In this study, we observed
disease progression, changes in the gut microbiota, and interactions among the brain, liver, pancreas, and intestine in a mouse model of
Alzheimer's disease (AD), in addition to attempting to inhibit
disease progression through the dietary supplementation of
L-arginine and
limonoids. Wild-type mice (WC) and AD mice were fed a normal diet (AC), a diet supplemented with
L-arginine and
limonoids (ALA), or a diet containing only
limonoids (AL) for 12-64 weeks. The normal diet-fed WC and AC mice showed a decrease in the diversity of the gut microbiota, with an increase in the Firmicutes/Bacteroidetes ratio, and bacterial translocation. Considerable bacterial translocation to the pancreas and intense
inflammation of the pancreas, liver, brain, and intestinal tissues were observed in the AC mice from alterations in the gut microbiota.
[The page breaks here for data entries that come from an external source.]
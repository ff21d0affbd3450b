//! Server settings read from the environment.

use std::net::SocketAddr;

/// Default TCP port.
pub const DEFAULT_PORT: u16 = 5000;
/// Number of records returned by `/history` when no `limit` is given, and its cap.
pub const DEFAULT_HISTORY_LIMIT: usize = 50;
/// Largest accepted request body.
pub const DEFAULT_MAX_BODY_BYTES: usize = 64 * 1024;

#[derive(Debug, thiserror::Error, PartialEq, Eq)]
pub enum ConfigError {
    #[error("Invalid value for {name}: '{value}' ({reason})")]
    InvalidValue {
        name: &'static str,
        value: String,
        reason: String,
    },
}

/// HTTP server settings.
#[derive(Debug, Clone, PartialEq, Eq)]
pub struct ServerConfig {
    pub host: String,
    pub port: u16,
    pub history_limit: usize,
    pub max_body_bytes: usize,
}

impl Default for ServerConfig {
    fn default() -> Self {
        Self {
            host: "0.0.0.0".to_string(),
            port: DEFAULT_PORT,
            history_limit: DEFAULT_HISTORY_LIMIT,
            max_body_bytes: DEFAULT_MAX_BODY_BYTES,
        }
    }
}

impl ServerConfig {
    /// Read `HOST`, `PORT`, `HISTORY_LIMIT` and `MAX_BODY_BYTES`.
    ///
    /// Unset variables take their defaults; set but malformed ones are errors.
    pub fn from_env() -> Result<Self, ConfigError> {
        let defaults = Self::default();

        let host = std::env::var("HOST")
            .ok()
            .filter(|h| !h.trim().is_empty())
            .unwrap_or(defaults.host);
        let port = parse_var("PORT", defaults.port)?;
        let history_limit = parse_var("HISTORY_LIMIT", defaults.history_limit)?;
        if history_limit == 0 {
            return Err(ConfigError::InvalidValue {
                name: "HISTORY_LIMIT",
                value: "0".to_string(),
                reason: "must be at least 1".to_string(),
            });
        }
        let max_body_bytes = parse_var("MAX_BODY_BYTES", defaults.max_body_bytes)?;

        Ok(Self {
            host,
            port,
            history_limit,
            max_body_bytes,
        })
    }

    /// Socket address to bind.
    pub fn bind_addr(&self) -> Result<SocketAddr, ConfigError> {
        let raw = format!("{}:{}", self.host, self.port);
        raw.parse().map_err(|e: std::net::AddrParseError| ConfigError::InvalidValue {
            name: "HOST",
            value: raw.clone(),
            reason: e.to_string(),
        })
    }
}

fn parse_var<T>(name: &'static str, default: T) -> Result<T, ConfigError>
where
    T: std::str::FromStr,
    T::Err: std::fmt::Display,
{
    match std::env::var(name) {
        Ok(raw) if !raw.trim().is_empty() => {
            raw.trim()
                .parse()
                .map_err(|e: T::Err| ConfigError::InvalidValue {
                    name,
                    value: raw.clone(),
                    reason: e.to_string(),
                })
        }
        _ => Ok(default),
    }
}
The ALA diet or AL diet-fed mice showed increased diversity of the bacterial flora and suppressed oxidative stress and inflammatory responses in hepatocytes and pancreatic cells, bacterial translocation, and neurodegeneration of the brain. These findings suggest that
L-arginine and
limonoids help in maintaining the homeostasis of the gut microbiota, pancreas, liver, brain, and gut in AD mice.